The Tea Parties, accused by Democrats of being racist because of their opposition to Barack Obama’s policies, are big supporters of black conservative politicians and writers. Meanwhile, black Democrats like Maxine Walters disparage and manifest their contempt by calling black conservatives, Oreos. Others spout conservative blacks have “lost their identities.” Liberals expose their racist fangs every time they contemptibly accuse black conservatives of “acting white.” If “acting white” is bad in the feeble mind of Maxine Walters, how bad is “being white?” Her bellowing for the Tea Party to go to hell and calling them racists, tell us all we need to know.
The liberal media adopts this band of no-hopers as they do every left-wing group and every Marxist idea. Each story places a positive spin by casting these mobs in the roles as victims of freedom and loveable-losers in life’s lottery, not as the losers they are. They refer to them as peaceful demonstrators instead of rioters, while Tea Partiers suffer demonization and derision with nearly every report painting them as radical extremists.
This administration and their fellow Democrats use the OWS protests to deflect criticism and cast blame for the failure of their big-government programs. Economically unsophisticated and uneducated protesters are unaware their real enemies are in the White House and Congress.
Obama and his “tax-paying-challenged”, Treasury Secretary, Timothy Geithner, demanded bailouts of Wall Street, financial institutions, and corporations.
When Democrats took control of Congress January 4, 2007, the national debt stood at $8.67 trillion. It now stands near $15 trillion. Unemployment was 4.6%; it is now over 9%. The Republican-led House of Representatives passes jobs bills and they remain in Harry Reid’s big, ho-hum basket. The enemies to job creation are obvious.
The rioter’s rant of “corporate and personal greed” is laughable. These losers want a seat at America’s buffet and learned from early childhood an entitlement to anything that others have earned. Their incessant whining about their own shortcomings and then clambering for the income and wealth of others is the very epitome of greed. An ideology of victimhood and small-minded bitterness drives these people, fueled and sparked by a lifetime indoctrination to place all their eggs in mega-government’s basket.
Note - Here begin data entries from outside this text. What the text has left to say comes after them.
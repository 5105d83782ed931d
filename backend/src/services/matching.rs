//! Swipe recording, mutual match detection and match finalization.
//!
//! A pair is finalized by whichever request first claims its closing edge
//! (the greater id) once both edges are visible. Edge ids come from a
//! sequence drawn before commit, so id order alone cannot decide which of two
//! crossing requests announces the match.
//!
//! The closing edge insert is the only write that can fail a swipe. Everything
//! after it (notifications, channel token, presence projection) is best
//! effort: failures are logged and the match is still reported. Presence
//! writes that did not all succeed leave the match unsynced so the
//! reconciler picks it up again.

use std::sync::Arc;

use serde_json::{json, Value};
use thiserror::Error;
use tracing::{debug, error, info, warn};

use crate::constants::{
    CHANNEL_TOKEN_ANY_UID, CHANNEL_TOKEN_TTL_SECS, CHAT_COLLECTION_SUFFIX, MATCH_NOTIFICATION_TITLE,
    NOTIFICATION_KIND_MATCHES, SETTINGS_SUBCOLLECTION, USERS_COLLECTION_SUFFIX,
};
use crate::models::{
    Match, MatchPair, NewNotification, PushMessage, SwipeRecord, SwipeResult, User, UserProfile,
};
use super::traits::{
    fields, ChannelRole, FieldValue, NotificationDispatcher, PresenceStore, SwipeStore,
    TokenIssuer, UnknownUser, UserDirectory,
};

#[derive(Debug, Error)]
pub enum MatchError {
    #[error("You cannot swipe on yourself")]
    SelfSwipe,

    #[error("User {0} not found")]
    UnknownUser(i32),

    #[error("Storage error: {0}")]
    Storage(anyhow::Error),
}

impl From<anyhow::Error> for MatchError {
    fn from(err: anyhow::Error) -> Self {
        match err.downcast::<UnknownUser>() {
            Ok(UnknownUser(id)) => MatchError::UnknownUser(id),
            Err(err) => MatchError::Storage(err),
        }
    }
}

pub struct MatchEngine {
    swipes: Arc<dyn SwipeStore>,
    users: Arc<dyn UserDirectory>,
    notifications: Arc<dyn NotificationDispatcher>,
    presence: Arc<dyn PresenceStore>,
    tokens: Arc<dyn TokenIssuer>,
    environment: String,
}

impl MatchEngine {
    pub fn new(
        swipes: Arc<dyn SwipeStore>,
        users: Arc<dyn UserDirectory>,
        notifications: Arc<dyn NotificationDispatcher>,
        presence: Arc<dyn PresenceStore>,
        tokens: Arc<dyn TokenIssuer>,
        environment: impl Into<String>,
    ) -> Self {
        Self {
            swipes,
            users,
            notifications,
            presence,
            tokens,
            environment: environment.into(),
        }
    }

    /// Record that `actor_id` swiped on `target_id`.
    pub async fn swipe(&self, actor_id: i32, target_id: i32) -> Result<SwipeResult, MatchError> {
        if actor_id == target_id {
            return Err(MatchError::SelfSwipe);
        }

        let reverse = self.swipes.find_swipe(target_id, actor_id).await?;
        let forward = self.swipes.find_swipe(actor_id, target_id).await?;

        match (forward, reverse) {
            (Some(forward), Some(reverse)) => {
                // Normally claimed already. Only a request that stopped between
                // its insert and its claim leaves the pair for us.
                let result = self.claim_and_finalize(forward, reverse).await?;
                Ok(result.unwrap_or_else(|| {
                    debug!("Users {} and {} are already matched", actor_id, target_id);
                    SwipeResult::AlreadyMatched
                }))
            }
            (Some(_), None) => Ok(SwipeResult::AlreadySwiped),
            (None, reverse) => {
                let Some(edge) = self.swipes.insert_swipe(actor_id, target_id).await? else {
                    // A concurrent identical swipe won the insert and carries on.
                    return Ok(SwipeResult::AlreadySwiped);
                };

                // A crossing swipe may have committed after our first read.
                let reverse = match reverse {
                    Some(reverse) => Some(reverse),
                    None => self.swipes.find_swipe(target_id, actor_id).await?,
                };
                let Some(reverse) = reverse else {
                    info!("Swipe {} -> {} recorded, waiting for mutual swipe", actor_id, target_id);
                    return Ok(SwipeResult::WaitingForMutual);
                };

                let result = self.claim_and_finalize(edge, reverse).await?;
                Ok(result.unwrap_or_else(|| {
                    info!(
                        "Crossing swipes between {} and {}, finalized by the other request",
                        actor_id, target_id
                    );
                    SwipeResult::AlreadyMatched
                }))
            }
        }
    }

    /// Finalize the pair if this request wins the claim on its closing edge.
    /// `None` when another request already has.
    async fn claim_and_finalize(
        &self,
        first: SwipeRecord,
        second: SwipeRecord,
    ) -> Result<Option<SwipeResult>, MatchError> {
        let Some(pair) = MatchPair::from_edges(first, second) else {
            return Err(anyhow::anyhow!("swipe edges do not form a pair").into());
        };
        if !self.swipes.claim_match(pair.match_id()).await? {
            return Ok(None);
        }
        Ok(Some(self.finalize(pair).await))
    }

    /// Mutual matches of `user_id`.
    pub async fn list_matches(&self, user_id: i32) -> Result<Vec<UserProfile>, MatchError> {
        Ok(self.swipes.list_matches(user_id).await?)
    }

    /// Both edges between two users, if they are matched.
    pub async fn match_pair(&self, user_a: i32, user_b: i32) -> Result<Option<MatchPair>, MatchError> {
        let forward = self.swipes.find_swipe(user_a, user_b).await?;
        let reverse = self.swipes.find_swipe(user_b, user_a).await?;

        Ok(forward
            .zip(reverse)
            .and_then(|(forward, reverse)| MatchPair::from_edges(forward, reverse)))
    }

    /// The match between two users, whichever order they are given in.
    pub async fn get_specific_match(&self, user_a: i32, user_b: i32) -> Result<Option<Match>, MatchError> {
        let Some(pair) = self.match_pair(user_a, user_b).await? else {
            return Ok(None);
        };

        let initiator = self.users.find_by_id(pair.initiator_id()).await?;
        let closer = self.users.find_by_id(pair.closer_id()).await?;
        Ok(Some(Match::from_pair(
            &pair,
            initiator.as_ref().map(UserProfile::from),
            closer.as_ref().map(UserProfile::from),
        )))
    }

    /// Matches still waiting for a complete presence projection.
    pub async fn unsynced_matches(&self, limit: i64) -> Result<Vec<MatchPair>, MatchError> {
        Ok(self.swipes.list_unsynced_matches(limit).await?)
    }

    /// Re-run the presence projection for an existing match and mark it
    /// synced when every write lands. Returns whether it is now synced.
    pub async fn reproject_presence(&self, pair: &MatchPair) -> anyhow::Result<bool> {
        let (Some(initiator), Some(closer)) = (
            self.users.find_by_id(pair.initiator_id()).await?,
            self.users.find_by_id(pair.closer_id()).await?,
        ) else {
            anyhow::bail!("match {} references a missing user", pair.match_id());
        };

        if !self.project_presence(pair.match_id(), &initiator, &closer).await {
            return Ok(false);
        }
        self.swipes.mark_presence_synced(pair.match_id()).await?;
        Ok(true)
    }

    /// Side effects of a freshly closed pair. Never fails: the closing edge
    /// is already persisted, so the match stands regardless.
    async fn finalize(&self, pair: MatchPair) -> SwipeResult {
        let match_id = pair.match_id();
        info!(
            "Match {} created between {} and {}",
            match_id,
            pair.initiator_id(),
            pair.closer_id()
        );

        let Some((initiator, closer)) = self.load_participants(&pair).await else {
            return SwipeResult::MatchOccurred { pair };
        };

        self.notify(&initiator, &closer).await;
        self.notify(&closer, &initiator).await;

        if self.project_presence(match_id, &initiator, &closer).await {
            if let Err(e) = self.swipes.mark_presence_synced(match_id).await {
                warn!("Failed to mark match {} as synced: {}", match_id, e);
            }
        } else {
            warn!("Presence projection for match {} incomplete, left for reconciler", match_id);
        }

        SwipeResult::MatchOccurred { pair }
    }

    async fn load_participants(&self, pair: &MatchPair) -> Option<(User, User)> {
        let initiator = self.users.find_by_id(pair.initiator_id()).await;
        let closer = self.users.find_by_id(pair.closer_id()).await;

        match (initiator, closer) {
            (Ok(Some(initiator)), Ok(Some(closer))) => Some((initiator, closer)),
            (Err(e), _) | (_, Err(e)) => {
                error!("Failed to load users for match {}: {}", pair.match_id(), e);
                None
            }
            _ => {
                warn!("Match {} references a missing user, skipping side effects", pair.match_id());
                None
            }
        }
    }

    async fn notify(&self, recipient: &User, counterparty: &User) {
        if let Err(e) = self.try_notify(recipient, counterparty).await {
            error!("Failed to notify user {} of match: {}", recipient.id, e);
        }
    }

    async fn try_notify(&self, recipient: &User, counterparty: &User) -> anyhow::Result<()> {
        let body = format!("You and {} have matched!", counterparty.display_name());
        let record = self
            .notifications
            .create_notification(NewNotification {
                from_user_id: counterparty.id,
                to_user_id: recipient.id,
                kind: NOTIFICATION_KIND_MATCHES.to_string(),
                title: MATCH_NOTIFICATION_TITLE.to_string(),
                body: body.clone(),
            })
            .await?;

        let Some(device_token) = recipient.notification_token() else {
            debug!("User {} has no device token, notification {} stored only", recipient.id, record.id);
            return Ok(());
        };

        self.notifications
            .send(PushMessage {
                device_token: device_token.to_string(),
                notification_id: record.id,
                kind: record.kind,
                sub_kind: record.sub_kind.unwrap_or_default(),
                title: record.title,
                body,
                counterparty_id: counterparty.id,
                counterparty_image_url: counterparty.profile_image_url().map(str::to_string),
            })
            .await
    }

    /// Upsert both users' presence documents and both per-pair settings
    /// documents. Every write is attempted; returns whether all succeeded.
    async fn project_presence(&self, match_id: i64, initiator: &User, closer: &User) -> bool {
        let channel = match_id.to_string();
        let token = self
            .tokens
            .generate_token(
                &channel,
                CHANNEL_TOKEN_ANY_UID,
                ChannelRole::Publisher,
                CHANNEL_TOKEN_TTL_SECS,
            )
            .unwrap_or_else(|e| {
                warn!("Channel token for match {} unavailable: {}", match_id, e);
                String::new()
            });

        let writes = [
            self.upsert_user_document(initiator, closer).await,
            self.upsert_user_document(closer, initiator).await,
            self.upsert_settings(initiator.id, closer.id, match_id, &token).await,
            self.upsert_settings(closer.id, initiator.id, match_id, &token).await,
        ];

        let mut all_ok = true;
        for result in writes {
            if let Err(e) = result {
                error!("Presence write for match {} failed: {}", match_id, e);
                all_ok = false;
            }
        }
        if all_ok {
            info!("Presence updated for match {}", match_id);
        }
        all_ok
    }

    async fn upsert_user_document(&self, user: &User, matched: &User) -> anyhow::Result<()> {
        let path = self.user_document_path(user.id);

        if self.presence.get(&path).await?.is_some() {
            self.presence
                .update(
                    &path,
                    fields([
                        ("matches", FieldValue::ArrayUnion(vec![json!(matched.id)])),
                        ("lastActivityOn", FieldValue::ServerTimestamp),
                        ("deletedAt", FieldValue::Value(Value::Null)),
                    ]),
                )
                .await
        } else {
            self.presence
                .set(
                    &path,
                    fields([
                        ("id", FieldValue::Value(json!(user.id))),
                        ("fullName", FieldValue::Value(json!(user.full_name))),
                        ("matches", FieldValue::Value(json!([matched.id]))),
                        ("lastActivityOn", FieldValue::ServerTimestamp),
                        ("createdAt", FieldValue::ServerTimestamp),
                        ("deletedAt", FieldValue::Value(Value::Null)),
                    ]),
                )
                .await
        }
    }

    async fn upsert_settings(
        &self,
        user_id: i32,
        other_id: i32,
        match_id: i64,
        token: &str,
    ) -> anyhow::Result<()> {
        let path = self.settings_document_path(user_id, other_id);

        if self.presence.get(&path).await?.is_some() {
            self.presence
                .update(
                    &path,
                    fields([
                        ("agoraToken", FieldValue::Value(json!(token))),
                        ("matchId", FieldValue::Value(json!(match_id))),
                        ("updatedAt", FieldValue::ServerTimestamp),
                    ]),
                )
                .await
        } else {
            self.presence
                .set(
                    &path,
                    fields([
                        ("agoraToken", FieldValue::Value(json!(token))),
                        ("matchId", FieldValue::Value(json!(match_id))),
                        ("createdAt", FieldValue::ServerTimestamp),
                        ("updatedAt", FieldValue::ServerTimestamp),
                    ]),
                )
                .await
        }
    }

    pub fn user_document_path(&self, user_id: i32) -> String {
        format!("{}_{}/{}", self.environment, USERS_COLLECTION_SUFFIX, user_id)
    }

    pub fn settings_document_path(&self, user_id: i32, other_id: i32) -> String {
        format!(
            "{}_{}/{}/{}/{}",
            self.environment, CHAT_COLLECTION_SUFFIX, user_id, SETTINGS_SUBCOLLECTION, other_id
        )
    }
}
When these OWS groups stand at the bottom of life’s ladder, looking upward at those who worked hard, made good decisions, and climbed to the height of their abilities, they feel nothing but envy and hatred. It’s easier for losers to ask Daddy Government for food, clothing, shelter, and education, and Nanny Government to kiss their booboos and tell them how wonderful they are. It is time for Daddy and Nanny to declare, “The free ride is over.” Now is the time for an attitude adjustment. Get out, get to work, and personally experience the joys and hardships of life; in other words, grow up. Wasting time standing on the street corner of life with your hand out, doesn’t make one worthy, it makes one a leech on the back of society.